(Stored items)
──────

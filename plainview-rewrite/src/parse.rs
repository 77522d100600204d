//! HTML parsing.
//!
//! html5ever builds an `RcDom` with standard lenient semantics (unclosed
//! tags, stray end tags, unquoted attributes are all repaired), which is
//! then converted into the owned [`Document`] tree.

use html5ever::tendril::TendrilSink;
use html5ever::{ParseOpts, parse_document};
use markup5ever_rcdom::{Handle, NodeData, RcDom};

use crate::dom::{Attr, Document, Element, Node};

impl Document {
    /// Parse a full HTML document. Never fails.
    pub fn parse(html: &str) -> Self {
        let dom = parse_document(RcDom::default(), ParseOpts::default()).one(html);

        let document = Document {
            children: convert_document(&dom),
        };

        tracing::trace!(
            input_len = html.len(),
            top_level = document.children.len(),
            "rewrite.parsed"
        );
        document
    }
}

/// An element under construction plus the source children not yet
/// converted. The conversion keeps these on the heap, one per open level.
struct Frame {
    element: Option<Element>,
    pending: std::vec::IntoIter<Handle>,
}

impl Frame {
    fn new(element: Option<Element>, source: &Handle) -> Self {
        Self {
            element,
            pending: child_handles(source).into_iter(),
        }
    }
}

fn convert_document(dom: &RcDom) -> Vec<Node> {
    let mut stack = vec![Frame::new(None, &dom.document)];
    let mut top_level = Vec::new();

    while let Some(frame) = stack.last_mut() {
        let Some(handle) = frame.pending.next() else {
            let Some(done) = stack.pop().and_then(|frame| frame.element) else {
                continue;
            };
            match stack.last_mut().and_then(|parent| parent.element.as_mut()) {
                Some(parent) => parent.children.push(Node::Element(done)),
                None => top_level.push(Node::Element(done)),
            }
            continue;
        };

        let leaf = match &handle.data {
            NodeData::Doctype { name, .. } => Node::Doctype(name.to_string()),
            NodeData::Text { contents } => Node::Text(contents.borrow().to_string()),
            NodeData::Comment { contents } => Node::Comment(contents.to_string()),
            NodeData::Element { name, attrs, .. } => {
                let attrs = attrs
                    .borrow()
                    .iter()
                    .map(|attr| Attr {
                        name: attr.name.clone(),
                        value: attr.value.to_string(),
                    })
                    .collect();
                let element = Element {
                    name: name.clone(),
                    attrs,
                    children: Vec::new(),
                };
                stack.push(Frame::new(Some(element), &handle));
                continue;
            }
            NodeData::Document | NodeData::ProcessingInstruction { .. } => continue,
        };

        match frame.element.as_mut() {
            Some(parent) => parent.children.push(leaf),
            None => top_level.push(leaf),
        }
    }
    top_level
}

/// Children to convert; `<template>` keeps them in a separate fragment.
fn child_handles(handle: &Handle) -> Vec<Handle> {
    if let NodeData::Element {
        template_contents, ..
    } = &handle.data
    {
        if let Some(fragment) = template_contents.borrow().as_ref() {
            return fragment.children.borrow().clone();
        }
    }
    handle.children.borrow().clone()
}
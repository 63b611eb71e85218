//! Cross-cutting validator contracts: clamped scores, deterministic
//! verdicts and non-empty feedback on anything short of a perfect run.

use std::collections::BTreeSet;

use escaperoom_core::{
    BlockCategory, BuildMetricsSubmission, DeployConfig, Difficulty, IncidentSubmission,
    JobGraphSubmission, JobSubmission, LogErrorsSubmission, OrderedBlocksSubmission, Submission,
    ValidationSpec, catalog, mission, validate,
};

/// The canonical correct Dockerfile arrangement for mission 1.
fn canonical_dockerfile() -> Vec<&'static str> {
    vec![
        "FROM node:20-alpine",
        "WORKDIR /app",
        "COPY package.json package-lock.json ./",
        "RUN npm ci",
        "COPY . .",
    ]
}

fn job(name: &str, needs: &[&str], configured: bool) -> JobSubmission {
    JobSubmission {
        name: name.to_string(),
        needs: needs.iter().map(ToString::to_string).collect(),
        configured,
        yaml: "runs-on: ubuntu-latest\nsteps:\n  - uses: actions/checkout@v4\n".to_string(),
    }
}

/// A spread of submissions per mission: perfect, partial and poor.
fn submissions_for(mission_id: u8) -> Vec<Submission> {
    match mission_id {
        1 => vec![
            Submission::OrderedBlocks(OrderedBlocksSubmission::from_instructions(
                canonical_dockerfile(),
            )),
            Submission::OrderedBlocks(OrderedBlocksSubmission {
                slots: vec![Some("CMD [\"npm\", \"start\"]".to_string()), None, None],
            }),
            Submission::OrderedBlocks(OrderedBlocksSubmission::default()),
        ],
        2 => vec![
            Submission::BuildMetrics(BuildMetricsSubmission {
                blocks: canonical_dockerfile().iter().map(ToString::to_string).collect(),
                applied_optimizations: vec![
                    "slim-base".to_string(),
                    "multi-stage".to_string(),
                    "dockerignore".to_string(),
                    "combine-run".to_string(),
                ],
            }),
            Submission::BuildMetrics(BuildMetricsSubmission {
                blocks: vec!["COPY . .".to_string(), "RUN npm install".to_string()],
                applied_optimizations: vec![],
            }),
            Submission::BuildMetrics(BuildMetricsSubmission::default()),
        ],
        3 => vec![
            Submission::JobGraph(JobGraphSubmission {
                jobs: vec![
                    job("lint", &[], true),
                    job("test", &["lint"], true),
                    job("build", &["test"], true),
                    job("deploy", &["build"], true),
                ],
            }),
            Submission::JobGraph(JobGraphSubmission {
                jobs: vec![job("test", &[], false), job("build", &[], false)],
            }),
            Submission::JobGraph(JobGraphSubmission::default()),
        ],
        4 => {
            let ValidationSpec::LogErrors(spec) = &mission(4).unwrap().validation else {
                panic!("mission 4 must be the log mission");
            };
            let canonical: BTreeSet<usize> = spec.canonical_errors().into_iter().collect();
            vec![
                Submission::LogErrors(LogErrorsSubmission {
                    found: canonical.clone(),
                    fixed: canonical.clone(),
                }),
                Submission::LogErrors(LogErrorsSubmission {
                    found: canonical.clone(),
                    fixed: canonical.into_iter().take(1).collect(),
                }),
                Submission::LogErrors(LogErrorsSubmission::default()),
            ]
        }
        5 => vec![
            Submission::ConfigFields(DeployConfig {
                name: "web-api".to_string(),
                image: "web-api:2.0".to_string(),
                port: 8080,
                environment: "staging".to_string(),
                replicas: 2,
                health_check: true,
                secret_env: true,
            }),
            Submission::ConfigFields(DeployConfig {
                name: "Web API!".to_string(),
                image: "web-api".to_string(),
                port: 0,
                environment: "prod".to_string(),
                replicas: 0,
                health_check: false,
                secret_env: false,
            }),
            Submission::ConfigFields(DeployConfig::default()),
        ],
        6 => vec![
            Submission::IncidentResponse(IncidentSubmission {
                strategy: "rollback".to_string(),
                response_time_ms: 15_000,
                execution_time_ms: 40_000,
                resolved: 3,
            }),
            Submission::IncidentResponse(IncidentSubmission {
                strategy: "debug-live".to_string(),
                response_time_ms: 500_000,
                execution_time_ms: 400_000,
                resolved: 0,
            }),
            Submission::IncidentResponse(IncidentSubmission {
                strategy: "restart".to_string(),
                response_time_ms: 90_000,
                execution_time_ms: 90_000,
                resolved: 2,
            }),
        ],
        _ => panic!("unknown mission {mission_id}"),
    }
}

#[test]
fn scores_clamp_and_verdicts_are_deterministic() {
    for difficulty in [
        Difficulty::Beginner,
        Difficulty::Intermediate,
        Difficulty::Advanced,
    ] {
        let settings = difficulty.settings();
        for def in catalog() {
            for submission in submissions_for(def.id) {
                let first = validate(&submission, &def.validation, settings)
                    .unwrap_or_else(|e| panic!("mission {}: {e}", def.id));
                let second = validate(&submission, &def.validation, settings).unwrap();
                assert_eq!(first, second, "mission {} must be deterministic", def.id);
                assert!(first.score <= 100);
                if first.score < 100 {
                    assert!(
                        !first.feedback.is_empty(),
                        "mission {} must explain a non-perfect score",
                        def.id
                    );
                }
            }
        }
    }
}

#[test]
fn canonical_dockerfile_order_is_perfect() {
    let def = mission(1).unwrap();
    let submission = Submission::OrderedBlocks(OrderedBlocksSubmission::from_instructions(
        canonical_dockerfile(),
    ));
    let result = validate(
        &submission,
        &def.validation,
        Difficulty::Beginner.settings(),
    )
    .unwrap();
    assert!(result.success);
    assert_eq!(result.score, 100);
}

#[test]
fn swapping_the_first_two_steps_fails() {
    let def = mission(1).unwrap();
    let mut blocks = canonical_dockerfile();
    blocks.swap(0, 1);
    let submission =
        Submission::OrderedBlocks(OrderedBlocksSubmission::from_instructions(blocks));
    let result = validate(
        &submission,
        &def.validation,
        Difficulty::Beginner.settings(),
    )
    .unwrap();
    assert!(!result.success);
    let escaperoom_core::ValidationDetail::OrderedBlocks { correct, total, .. } = result.detail
    else {
        panic!("wrong detail variant");
    };
    assert!(correct < total);
}

#[test]
fn copy_variants_classify_to_the_same_category() {
    use escaperoom_core::validators::classify_instruction;
    assert_eq!(
        classify_instruction("COPY . ."),
        classify_instruction("COPY .")
    );
    assert_eq!(
        classify_instruction("COPY . ."),
        BlockCategory::CopySource
    );
}
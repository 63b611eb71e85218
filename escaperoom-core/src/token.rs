//! Progress tokens: portable base64(JSON) snapshots of a player's state
//! for manual transfer to the instructor view.
//!
//! Decoding is schema-checked and never panics; malformed input comes
//! back as a typed error the caller must handle before use. Tokens are a
//! summary, not a full backup: exactly the fields in [`TokenPayload`]
//! survive a round trip.

use base64::Engine as _;
use base64::engine::general_purpose::STANDARD;
use serde::{Deserialize, Serialize};
use thiserror::Error;

use crate::difficulty::Difficulty;
use crate::missions::MISSION_COUNT;
use crate::player::{MissionProgress, PlayerRecord};

/// The fields a token carries. Field names stay camelCase so tokens are
/// exchangeable with the original browser app.
#[derive(Debug, Clone, PartialEq, Eq, Serialize, Deserialize)]
#[serde(rename_all = "camelCase")]
pub struct TokenPayload {
    pub player_id: String,
    #[serde(default)]
    pub name: Option<String>,
    pub difficulty: Difficulty,
    #[serde(default)]
    pub completed_missions: Vec<u8>,
    /// Full per-mission entries when the producer has them; summary
    /// tokens may carry only `completed_missions`.
    #[serde(default)]
    pub progress: Vec<MissionProgress>,
    #[serde(default, rename = "timeSpent", alias = "totalTimeSpent")]
    pub total_time_ms: u64,
}

/// Malformed token input.
#[derive(Debug, Error)]
pub enum TokenError {
    #[error("token is not valid base64: {0}")]
    Base64(#[from] base64::DecodeError),
    #[error("token payload is not valid JSON: {0}")]
    Json(#[from] serde_json::Error),
    #[error("token is missing a player id")]
    MissingPlayerId,
    #[error("token references mission id {0}, which is not in the catalog")]
    InvalidMissionId(u8),
}

/// Encode a player's state as a portable token.
///
/// # Errors
///
/// Returns an error if the payload cannot be serialized (not expected
/// for well-formed records).
pub fn encode_token(player: &PlayerRecord) -> Result<String, TokenError> {
    let payload = TokenPayload {
        player_id: player.id.clone(),
        name: Some(player.name.clone()),
        difficulty: player.difficulty,
        completed_missions: player.completed_missions(),
        progress: player.progress.values().cloned().collect(),
        total_time_ms: player.total_time_ms,
    };
    let json = serde_json::to_vec(&payload)?;
    Ok(STANDARD.encode(json))
}

/// Decode and schema-check a pasted token.
///
/// # Errors
///
/// Returns a [`TokenError`] for anything that is not a well-formed
/// payload; never panics on malformed input.
pub fn decode_token(token: &str) -> Result<TokenPayload, TokenError> {
    let bytes = STANDARD.decode(token.trim())?;
    let payload: TokenPayload = serde_json::from_slice(&bytes)?;
    if payload.player_id.trim().is_empty() {
        return Err(TokenError::MissingPlayerId);
    }
    for id in payload
        .completed_missions
        .iter()
        .copied()
        .chain(payload.progress.iter().map(|p| p.mission_id))
    {
        if id == 0 || id > MISSION_COUNT {
            return Err(TokenError::InvalidMissionId(id));
        }
    }
    Ok(payload)
}

impl TokenPayload {
    /// Reconstruct a player record from the carried fields. Prefers the
    /// full progress array; a summary token gets default entries for its
    /// completed missions, with the aggregate time spread evenly so the
    /// time invariant holds. The unlock pointer lands one past the
    /// highest completed mission, capped at the catalog size.
    #[must_use]
    pub fn into_player(self) -> PlayerRecord {
        let name = self
            .name
            .filter(|n| !n.trim().is_empty())
            .unwrap_or_else(|| self.player_id.clone());
        let mut record = PlayerRecord::new(self.player_id, name, self.difficulty);

        if self.progress.is_empty() {
            let count = self.completed_missions.len() as u64;
            for (idx, mission_id) in self.completed_missions.iter().copied().enumerate() {
                let mut entry = MissionProgress::new(mission_id);
                entry.completed = true;
                entry.time_spent_ms = if count == 0 {
                    0
                } else {
                    // Spread the aggregate; the first entry takes the
                    // remainder.
                    self.total_time_ms / count
                        + if idx == 0 { self.total_time_ms % count } else { 0 }
                };
                record.progress.insert(mission_id, entry);
            }
        } else {
            for entry in self.progress {
                record.progress.insert(entry.mission_id, entry);
            }
            for mission_id in self.completed_missions {
                record
                    .progress
                    .entry(mission_id)
                    .or_insert_with(|| MissionProgress::new(mission_id))
                    .completed = true;
            }
        }

        let highest_completed = record
            .progress
            .values()
            .filter(|p| p.completed)
            .map(|p| p.mission_id)
            .max()
            .unwrap_or(0);
        record.current_mission = (highest_completed + 1).clamp(1, MISSION_COUNT);
        record.recompute_total_time();
        record
    }
}

#[cfg(test)]
mod tests {
    use super::*;

    #[test]
    fn malformed_base64_is_a_typed_error() {
        assert!(matches!(
            decode_token("!!! not base64 !!!"),
            Err(TokenError::Base64(_))
        ));
    }

    #[test]
    fn non_json_payload_is_a_typed_error() {
        let token = STANDARD.encode("hello there");
        assert!(matches!(decode_token(&token), Err(TokenError::Json(_))));
    }

    #[test]
    fn blank_player_id_is_rejected() {
        let token = STANDARD.encode(r#"{"playerId":"  ","difficulty":"beginner"}"#);
        assert!(matches!(
            decode_token(&token),
            Err(TokenError::MissingPlayerId)
        ));
    }

    #[test]
    fn out_of_catalog_mission_is_rejected() {
        let token = STANDARD.encode(
            r#"{"playerId":"p1","difficulty":"beginner","completedMissions":[1,9]}"#,
        );
        assert!(matches!(
            decode_token(&token),
            Err(TokenError::InvalidMissionId(9))
        ));
    }

    #[test]
    fn accepts_camel_case_summary_tokens() {
        let token = STANDARD.encode(
            r#"{"playerId":"p1","difficulty":"intermediate","completedMissions":[1,2],"timeSpent":120000}"#,
        );
        let payload = decode_token(&token).unwrap();
        assert_eq!(payload.player_id, "p1");
        assert_eq!(payload.completed_missions, vec![1, 2]);
        assert_eq!(payload.total_time_ms, 120_000);

        let player = payload.into_player();
        assert_eq!(player.current_mission, 3);
        assert_eq!(player.completed_count(), 2);
        assert_eq!(player.total_time_ms, 120_000);
        assert!(player.time_invariant_holds());
    }

    #[test]
    fn summary_token_time_spread_handles_remainders() {
        let token = STANDARD.encode(
            r#"{"playerId":"p1","difficulty":"beginner","completedMissions":[1,2,3],"timeSpent":100}"#,
        );
        let player = decode_token(&token).unwrap().into_player();
        assert_eq!(player.total_time_ms, 100);
        assert!(player.time_invariant_holds());
    }
}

──────

● **What to work on**
The required answer is the run of lines above, starting at the line with "document. Never fails." and ending at the line with "let Some(handle) = frame.pending.next()", reproduced exactly with both ends.

● **Solution to this task**
    /// Parse a full HTML document. Never fails.
    pub fn parse(html: &str) -> Self {
        let dom = parse_document(RcDom::default(), ParseOpts::default()).one(html);

        let document = Document {
            children: convert_document(&dom),
        };

        tracing::trace!(
            input_len = html.len(),
            top_level = document.children.len(),
            "rewrite.parsed"
        );
        document
    }
}

/// An element under construction plus the source children not yet
/// converted. The conversion keeps these on the heap, one per open level.
struct Frame {
    element: Option<Element>,
    pending: std::vec::IntoIter<Handle>,
}

impl Frame {
    fn new(element: Option<Element>, source: &Handle) -> Self {
        Self {
            element,
            pending: child_handles(source).into_iter(),
        }
    }
}

fn convert_document(dom: &RcDom) -> Vec<Node> {
    let mut stack = vec![Frame::new(None, &dom.document)];
    let mut top_level = Vec::new();

    while let Some(frame) = stack.last_mut() {
        let Some(handle) = frame.pending.next() else {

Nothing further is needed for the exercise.